TASK PROMPT
Using the string "live" as the key, pull each matching line out of the records below.

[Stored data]
________________

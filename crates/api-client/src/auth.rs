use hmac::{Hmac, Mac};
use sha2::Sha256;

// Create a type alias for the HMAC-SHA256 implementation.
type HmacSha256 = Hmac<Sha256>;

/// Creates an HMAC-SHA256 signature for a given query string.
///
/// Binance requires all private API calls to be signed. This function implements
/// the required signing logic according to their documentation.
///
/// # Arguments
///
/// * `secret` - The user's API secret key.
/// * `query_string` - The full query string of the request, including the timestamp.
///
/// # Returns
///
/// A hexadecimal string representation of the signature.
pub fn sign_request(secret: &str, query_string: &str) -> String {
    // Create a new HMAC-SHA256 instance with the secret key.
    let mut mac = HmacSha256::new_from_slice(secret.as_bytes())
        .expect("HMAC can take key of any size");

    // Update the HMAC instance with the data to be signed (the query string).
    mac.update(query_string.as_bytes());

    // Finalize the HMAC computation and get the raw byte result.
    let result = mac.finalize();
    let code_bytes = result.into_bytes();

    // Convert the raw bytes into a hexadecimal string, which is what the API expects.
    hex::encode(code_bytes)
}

________________

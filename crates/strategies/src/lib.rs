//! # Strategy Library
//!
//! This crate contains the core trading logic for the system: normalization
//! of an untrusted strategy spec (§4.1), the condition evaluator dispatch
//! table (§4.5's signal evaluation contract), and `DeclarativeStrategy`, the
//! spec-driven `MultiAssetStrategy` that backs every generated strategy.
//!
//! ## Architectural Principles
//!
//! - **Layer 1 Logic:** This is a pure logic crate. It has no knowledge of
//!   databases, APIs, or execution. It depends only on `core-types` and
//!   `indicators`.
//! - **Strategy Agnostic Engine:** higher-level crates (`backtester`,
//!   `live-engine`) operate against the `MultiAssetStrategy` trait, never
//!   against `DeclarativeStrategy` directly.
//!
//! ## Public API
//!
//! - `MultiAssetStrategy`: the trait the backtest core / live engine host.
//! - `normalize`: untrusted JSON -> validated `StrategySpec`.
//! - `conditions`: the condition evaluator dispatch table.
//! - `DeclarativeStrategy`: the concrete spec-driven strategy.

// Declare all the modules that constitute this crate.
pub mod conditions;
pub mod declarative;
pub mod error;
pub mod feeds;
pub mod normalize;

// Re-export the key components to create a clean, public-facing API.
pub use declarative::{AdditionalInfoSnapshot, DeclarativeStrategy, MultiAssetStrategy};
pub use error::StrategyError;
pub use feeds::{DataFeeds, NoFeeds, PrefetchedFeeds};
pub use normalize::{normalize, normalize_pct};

________________

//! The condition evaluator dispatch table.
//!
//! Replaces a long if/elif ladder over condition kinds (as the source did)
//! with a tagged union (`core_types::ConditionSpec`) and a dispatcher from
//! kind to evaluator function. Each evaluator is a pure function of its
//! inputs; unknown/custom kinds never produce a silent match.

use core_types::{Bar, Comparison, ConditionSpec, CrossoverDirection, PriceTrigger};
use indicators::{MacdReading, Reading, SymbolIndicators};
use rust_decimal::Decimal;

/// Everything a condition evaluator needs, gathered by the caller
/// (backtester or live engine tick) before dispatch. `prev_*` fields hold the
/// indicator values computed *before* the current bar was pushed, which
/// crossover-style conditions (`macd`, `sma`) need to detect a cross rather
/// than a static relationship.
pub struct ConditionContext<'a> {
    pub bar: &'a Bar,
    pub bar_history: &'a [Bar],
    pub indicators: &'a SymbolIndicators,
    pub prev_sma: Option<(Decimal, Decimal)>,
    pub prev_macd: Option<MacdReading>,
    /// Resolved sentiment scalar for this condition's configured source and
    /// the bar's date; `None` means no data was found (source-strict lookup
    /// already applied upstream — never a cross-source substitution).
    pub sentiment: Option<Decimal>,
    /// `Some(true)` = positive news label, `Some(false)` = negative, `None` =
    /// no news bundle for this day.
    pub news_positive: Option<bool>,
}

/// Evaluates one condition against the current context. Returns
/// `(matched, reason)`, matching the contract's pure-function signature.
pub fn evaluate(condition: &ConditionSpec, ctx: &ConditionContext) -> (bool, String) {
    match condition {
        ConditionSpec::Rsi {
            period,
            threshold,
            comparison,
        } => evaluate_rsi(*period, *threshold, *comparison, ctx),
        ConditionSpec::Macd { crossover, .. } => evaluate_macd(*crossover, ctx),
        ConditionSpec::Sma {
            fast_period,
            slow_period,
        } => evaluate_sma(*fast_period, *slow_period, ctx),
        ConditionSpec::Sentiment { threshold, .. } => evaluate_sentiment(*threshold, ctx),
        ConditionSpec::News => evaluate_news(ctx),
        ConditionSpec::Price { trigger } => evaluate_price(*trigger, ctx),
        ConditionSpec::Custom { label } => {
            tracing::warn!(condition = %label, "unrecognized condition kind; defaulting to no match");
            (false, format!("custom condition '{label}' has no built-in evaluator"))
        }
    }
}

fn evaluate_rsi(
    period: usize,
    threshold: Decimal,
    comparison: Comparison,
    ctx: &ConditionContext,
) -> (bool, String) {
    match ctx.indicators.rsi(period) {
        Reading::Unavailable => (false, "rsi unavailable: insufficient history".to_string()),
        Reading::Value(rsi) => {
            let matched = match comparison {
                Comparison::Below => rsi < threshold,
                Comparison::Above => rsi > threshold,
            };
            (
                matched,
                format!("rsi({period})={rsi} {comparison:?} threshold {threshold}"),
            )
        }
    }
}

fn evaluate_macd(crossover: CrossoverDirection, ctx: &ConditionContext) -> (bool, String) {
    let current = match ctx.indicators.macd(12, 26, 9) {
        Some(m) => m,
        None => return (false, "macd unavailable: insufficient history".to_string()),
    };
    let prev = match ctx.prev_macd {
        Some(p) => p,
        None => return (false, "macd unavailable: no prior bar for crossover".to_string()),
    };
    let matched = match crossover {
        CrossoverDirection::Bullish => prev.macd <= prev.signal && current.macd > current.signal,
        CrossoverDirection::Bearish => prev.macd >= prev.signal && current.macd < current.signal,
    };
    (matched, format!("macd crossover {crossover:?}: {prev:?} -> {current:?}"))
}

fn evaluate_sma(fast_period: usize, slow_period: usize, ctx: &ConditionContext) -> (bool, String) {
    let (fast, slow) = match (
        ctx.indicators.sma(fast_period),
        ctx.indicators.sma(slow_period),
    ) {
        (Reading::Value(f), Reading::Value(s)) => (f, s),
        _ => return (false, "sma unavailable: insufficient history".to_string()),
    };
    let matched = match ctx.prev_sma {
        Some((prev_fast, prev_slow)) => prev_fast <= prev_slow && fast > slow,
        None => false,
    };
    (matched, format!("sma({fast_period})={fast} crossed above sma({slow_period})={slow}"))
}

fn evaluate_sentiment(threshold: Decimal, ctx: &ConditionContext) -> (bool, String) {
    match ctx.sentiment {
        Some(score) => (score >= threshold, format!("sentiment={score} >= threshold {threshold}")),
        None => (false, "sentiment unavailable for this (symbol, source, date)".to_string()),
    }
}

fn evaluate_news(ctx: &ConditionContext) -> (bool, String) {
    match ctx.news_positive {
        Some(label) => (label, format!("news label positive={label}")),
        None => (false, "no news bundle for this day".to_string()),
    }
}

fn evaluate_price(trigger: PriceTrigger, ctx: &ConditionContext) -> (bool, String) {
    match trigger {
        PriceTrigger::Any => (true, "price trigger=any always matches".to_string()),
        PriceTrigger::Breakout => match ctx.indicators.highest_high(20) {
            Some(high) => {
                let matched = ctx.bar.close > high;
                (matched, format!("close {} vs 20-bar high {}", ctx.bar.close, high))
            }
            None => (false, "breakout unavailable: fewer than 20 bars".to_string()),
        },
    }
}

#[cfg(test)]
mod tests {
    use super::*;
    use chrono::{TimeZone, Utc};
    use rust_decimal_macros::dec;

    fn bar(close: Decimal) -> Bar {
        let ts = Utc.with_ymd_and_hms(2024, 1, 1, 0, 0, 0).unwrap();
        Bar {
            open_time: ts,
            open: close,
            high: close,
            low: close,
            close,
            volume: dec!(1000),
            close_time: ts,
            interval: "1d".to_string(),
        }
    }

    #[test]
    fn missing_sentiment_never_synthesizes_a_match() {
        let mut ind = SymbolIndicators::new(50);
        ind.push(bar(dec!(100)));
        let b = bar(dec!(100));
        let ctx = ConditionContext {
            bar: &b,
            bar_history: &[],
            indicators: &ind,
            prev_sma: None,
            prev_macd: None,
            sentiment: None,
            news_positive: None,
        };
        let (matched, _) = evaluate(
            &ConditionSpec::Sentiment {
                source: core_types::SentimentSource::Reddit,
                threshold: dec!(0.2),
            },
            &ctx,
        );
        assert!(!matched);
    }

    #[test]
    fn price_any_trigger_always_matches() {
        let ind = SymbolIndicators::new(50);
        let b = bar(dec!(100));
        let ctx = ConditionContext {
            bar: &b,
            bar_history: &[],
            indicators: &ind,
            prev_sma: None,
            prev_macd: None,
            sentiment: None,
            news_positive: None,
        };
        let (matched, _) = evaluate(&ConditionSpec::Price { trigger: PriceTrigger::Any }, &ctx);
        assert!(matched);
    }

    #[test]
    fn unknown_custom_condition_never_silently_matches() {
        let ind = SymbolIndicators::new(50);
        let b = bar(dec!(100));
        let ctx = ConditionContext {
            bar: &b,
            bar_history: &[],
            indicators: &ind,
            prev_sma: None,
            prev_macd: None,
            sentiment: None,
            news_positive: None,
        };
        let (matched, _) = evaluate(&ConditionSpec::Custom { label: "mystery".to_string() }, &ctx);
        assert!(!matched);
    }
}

________________

FINAL ANSWER
//!   `live-engine`) operate against the `MultiAssetStrategy` trait, never
//! - `MultiAssetStrategy`: the trait the backtest core / live engine host.
/// (backtester or live engine tick) before dispatch. `prev_*` fields hold the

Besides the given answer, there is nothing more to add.